Le gouvernement fédéral propose que l’Institut de développement durable des Premières Nations du Québec et du Labrador coordonne les efforts pour atténuer les mauvaises odeurs émanant du site et déterminer le coût des travaux de décontamination. Deux factions au sein du Conseil mohawk de Kanesatake s’opposent sur cette question. Une réunion entre la ministre Patty Hajdu, le ministre Ian Lafrenière et les sept chefs tourne au vinaigre.

« On a toujours eu de bonnes relations avec la communauté et avec les deux parties, a expliqué avec prudence le directeur général de l’Institut, Alain Bédard, en entrevue. On a été un peu vus comme une solution pour accompagner la communauté afin de résoudre les enjeux de G & R Recyclage. »

L’organisme autochtone voué à la protection de l’environnement avait toutefois imposé deux conditions après avoir été sondé par le gouvernement. La première était d’obtenir l’aval de l’ensemble du conseil mohawk de Kanesatake, ce qui s’est avéré impossible en raison des tensions entre les chefs.

La deuxième était d’avoir un document signé par les propriétaires de G & R Recyclage, Robert et Gary Gabriel, pour autoriser les travaux et assurer qu’il n’y ait pas d’obstruction, selon une lettre du ministère des Services aux Autochtones que La Presse a obtenue.

Si tout le monde est d’accord, on va les aider. S’il y a quelqu’un qui n’est pas d’accord, il y aura d’autres solutions qui seront proposées.

Alain Bédard, directeur général de l’Institut de développement durable des Premières Nations du Québec et du Labrador

L’odeur nauséabonde qui se dégage du site est « la préoccupation la plus urgente » pour cette communauté où résident environ 1300 personnes, selon un document du gouvernement fédéral obtenu en vertu de la Loi sur l’accès à l’information. « La perception est que la qualité de l’air pose un risque pour la santé », est-il écrit.

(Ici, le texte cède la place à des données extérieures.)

use super::*;
use crate::operation::{Operation, Secret, SignatureSetup};

fn halting_op() -> Operation {
    Operation::SetupElectronicSignature(SignatureSetup {
        access: Secret::new("a"),
        verify: Secret::new("v"),
        new_verify: Secret::new("n"),
        signature: Secret::new("s"),
    })
}

fn stage_names(plan: &ProvisionPlan) -> Vec<&str> {
    plan.stages().iter().map(|stage| stage.name.as_str()).collect()
}

#[test]
fn default_plan_orders_stages_by_dependency() {
    let plan = provisioning_plan(&PlanInputs::default()).expect("default plan");
    assert_eq!(
        stage_names(&plan),
        vec![
            "connect",
            "users",
            "doctor-signature",
            "nurse-signature",
            "clerk-signature",
            "patients",
        ]
    );

    let phases: Vec<Phase> = plan.stages().iter().map(|stage| stage.phase).collect();
    assert_eq!(
        phases,
        vec![
            Phase::Connect,
            Phase::Users,
            Phase::Users,
            Phase::Users,
            Phase::Users,
            Phase::Patients,
        ]
    );
}

#[test]
fn default_user_stage_creates_accounts_before_grants_and_ends_with_clinic() {
    let plan = provisioning_plan(&PlanInputs::default()).expect("default plan");
    let users = &plan.stages()[1];
    assert_eq!(users.session, SessionPolicy::Reuse);
    let ops: Vec<&str> = users.operations.iter().map(|op| op.name()).collect();
    assert_eq!(
        ops,
        vec![
            "add_system_manager",
            "seed_strep_test",
            "sign_on",
            "add_doctor",
            "add_nurse",
            "add_clerk",
            "add_pharmacist",
            "create_order_menu",
            "grant_allergies_permission",
            "grant_template_permission",
            "create_clinic",
        ]
    );
    assert!(users.halts_session());
}

#[test]
fn every_stage_after_a_halt_reconnects() {
    let plan = provisioning_plan(&PlanInputs::default()).expect("default plan");
    for pair in plan.stages().windows(2) {
        if pair[0].halts_session() {
            assert_eq!(
                pair[1].session,
                SessionPolicy::Fresh,
                "{} follows halting {}",
                pair[1].name,
                pair[0].name
            );
        }
    }
}

#[test]
fn patient_stage_uses_supplied_data_file() {
    let inputs = PlanInputs {
        patient_data: PathBuf::from("/srv/data/patients.csv"),
    };
    let plan = provisioning_plan(&inputs).expect("plan");
    let patients = plan.stages().last().expect("patients stage");
    match patients.operations.as_slice() {
        [Operation::RegisterPatients { data_file }] => {
            assert_eq!(data_file, &PathBuf::from("/srv/data/patients.csv"));
        }
        other => panic!("unexpected patient operations: {other:?}"),
    }
}

#[test]
fn rejects_empty_plan() {
    assert_eq!(ProvisionPlan::new(Vec::new()).unwrap_err(), PlanError::Empty);
}

#[test]
fn rejects_first_stage_without_session() {
    let err = ProvisionPlan::new(vec![Stage::new(
        "users",
        Phase::Users,
        SessionPolicy::Reuse,
    )])
    .unwrap_err();
    assert_eq!(err, PlanError::FirstStageReuses("users".to_string()));
}

#[test]
fn rejects_operations_after_halt_within_stage() {
    let err = ProvisionPlan::new(vec![Stage::new("users", Phase::Users, SessionPolicy::Fresh)
        .with(halting_op())
        .with(Operation::CreateOrderMenu)])
    .unwrap_err();
    assert_eq!(
        err,
        PlanError::HaltNotLast {
            stage: "users".to_string(),
            operation: "create_order_menu".to_string(),
        }
    );
}

#[test]
fn rejects_session_reuse_after_halting_stage() {
    let err = ProvisionPlan::new(vec![
        Stage::new("sig", Phase::Users, SessionPolicy::Fresh).with(halting_op()),
        Stage::new("menu", Phase::Users, SessionPolicy::Reuse).with(Operation::CreateOrderMenu),
    ])
    .unwrap_err();
    assert_eq!(
        err,
        PlanError::ReuseAfterHalt {
            stage: "menu".to_string(),
            previous: "sig".to_string(),
        }
    );
}

#[test]
fn rejects_duplicate_names_and_backwards_phases() {
    let dup = ProvisionPlan::new(vec![
        Stage::new("a", Phase::Connect, SessionPolicy::Fresh),
        Stage::new("a", Phase::Users, SessionPolicy::Reuse),
    ])
    .unwrap_err();
    assert_eq!(dup, PlanError::DuplicateStage("a".to_string()));

    let backwards = ProvisionPlan::new(vec![
        Stage::new("patients", Phase::Patients, SessionPolicy::Fresh),
        Stage::new("users", Phase::Users, SessionPolicy::Reuse),
    ])
    .unwrap_err();
    assert_eq!(
        backwards,
        PlanError::PhaseOrder {
            stage: "users".to_string(),
            phase: Phase::Users,
            previous: Phase::Patients,
        }
    );
}

#[test]
fn plan_json_masks_credentials() {
    let plan = provisioning_plan(&PlanInputs::default()).expect("default plan");
    let json = serde_json::to_string(&plan).expect("serialize plan");
    assert!(!json.contains("fakedoc1"));
    assert!(!json.contains("SM1234"));
    assert!(!json.contains("ROBA123"));
    assert!(json.contains("ALEXANDER,ROBERT"));
}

Déversement d’eau contaminée

Des enquêtes de La Presse en mai et en juin avaient permis de constater qu’une eau brunâtre s’écoule du site de G & R Recyclage et dépasse de 144 fois la concentration de sulfures jugée sûre pour la survie des poissons. Le dépotoir appartient aux frères Gabriel qui traînent tous deux un lourd passé criminel.

Dans la lettre au conseil de bande, le Ministère se dit prêt à financer des travaux préliminaires pour atténuer les odeurs et déterminer le coût des travaux de décontamination sans spécifier le montant. L’argent transiterait par l’Institut qui s’occuperait des appels d’offres et de la coordination.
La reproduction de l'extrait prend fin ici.